- _Task_
Word for word, reproduce every line of the data below.

*** Records ***

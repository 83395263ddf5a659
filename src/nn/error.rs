//! Errors of the module tree and its dispatch protocol.

use crate::asg::AsgError;
use crate::autograd::AutogradError;
use crate::runtime::RuntimeError;
use thiserror::Error;

pub type ModuleResult<T> = std::result::Result<T, ModuleError>;

#[derive(Error, Debug, Clone, PartialEq)]
pub enum ModuleError {
    /// Malformed construction arguments.
    #[error("{0}")]
    Usage(String),

    #[error("{owner} object has no attribute '{name}'")]
    AttributeNotFound { owner: String, name: String },

    #[error("'{0}' is not a Module")]
    NotAComponent(String),

    #[error("attribute '{0}' is not a Parameter")]
    NotAParameter(String),

    #[error("{kind} named '{name}' already exists")]
    NameConflict { kind: &'static str, name: String },

    #[error("invalid name '{0}': names must be non-empty and must not contain '.'")]
    InvalidName(String),

    #[error("cannot assign {actual} to {owner} {slot} '{name}'")]
    TypeKind {
        owner: String,
        slot: &'static str,
        name: String,
        actual: &'static str,
    },

    #[error("cannot assign {kind} to {owner} before it has been initialized")]
    NotInitialized { kind: &'static str, owner: String },

    #[error("{kind} '{name}' does not exist")]
    NotFound { kind: &'static str, name: String },

    /// A forward tier that the component does not provide.
    #[error("{owner}.{tier} is not implemented")]
    NotImplemented { owner: String, tier: &'static str },

    #[error("objective must be a scalar, got a tensor of shape {0:?}")]
    NotScalar(Vec<usize>),

    #[error(transparent)]
    Runtime(#[from] RuntimeError),

    #[error(transparent)]
    Autograd(#[from] AutogradError),

    #[error(transparent)]
    Graph(#[from] AsgError),
}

*** End of Records ***

- _Response area_
repository 83395263ddf5a659
filename src/nn/error.rs
//! Errors of the module tree and its dispatch protocol.

use crate::asg::AsgError;
use crate::autograd::AutogradError;
use crate::runtime::RuntimeError;
use thiserror::Error;

pub type ModuleResult<T> = std::result::Result<T, ModuleError>;

#[derive(Error, Debug, Clone, PartialEq)]
pub enum ModuleError {
    /// Malformed construction arguments.
    #[error("{0}")]
    Usage(String),

    #[error("{owner} object has no attribute '{name}'")]
    AttributeNotFound { owner: String, name: String },

    #[error("'{0}' is not a Module")]
    NotAComponent(String),

    #[error("attribute '{0}' is not a Parameter")]
    NotAParameter(String),

    #[error("{kind} named '{name}' already exists")]
    NameConflict { kind: &'static str, name: String },

    #[error("invalid name '{0}': names must be non-empty and must not contain '.'")]
    InvalidName(String),

    #[error("cannot assign {actual} to {owner} {slot} '{name}'")]
    TypeKind {
        owner: String,
        slot: &'static str,
        name: String,
        actual: &'static str,
    },

    #[error("cannot assign {kind} to {owner} before it has been initialized")]
    NotInitialized { kind: &'static str, owner: String },

    #[error("{kind} '{name}' does not exist")]
    NotFound { kind: &'static str, name: String },

    /// A forward tier that the component does not provide.
    #[error("{owner}.{tier} is not implemented")]
    NotImplemented { owner: String, tier: &'static str },

    #[error("objective must be a scalar, got a tensor of shape {0:?}")]
    NotScalar(Vec<usize>),

    #[error(transparent)]
    Runtime(#[from] RuntimeError),

    #[error(transparent)]
    Autograd(#[from] AutogradError),

    #[error(transparent)]
    Graph(#[from] AsgError),
}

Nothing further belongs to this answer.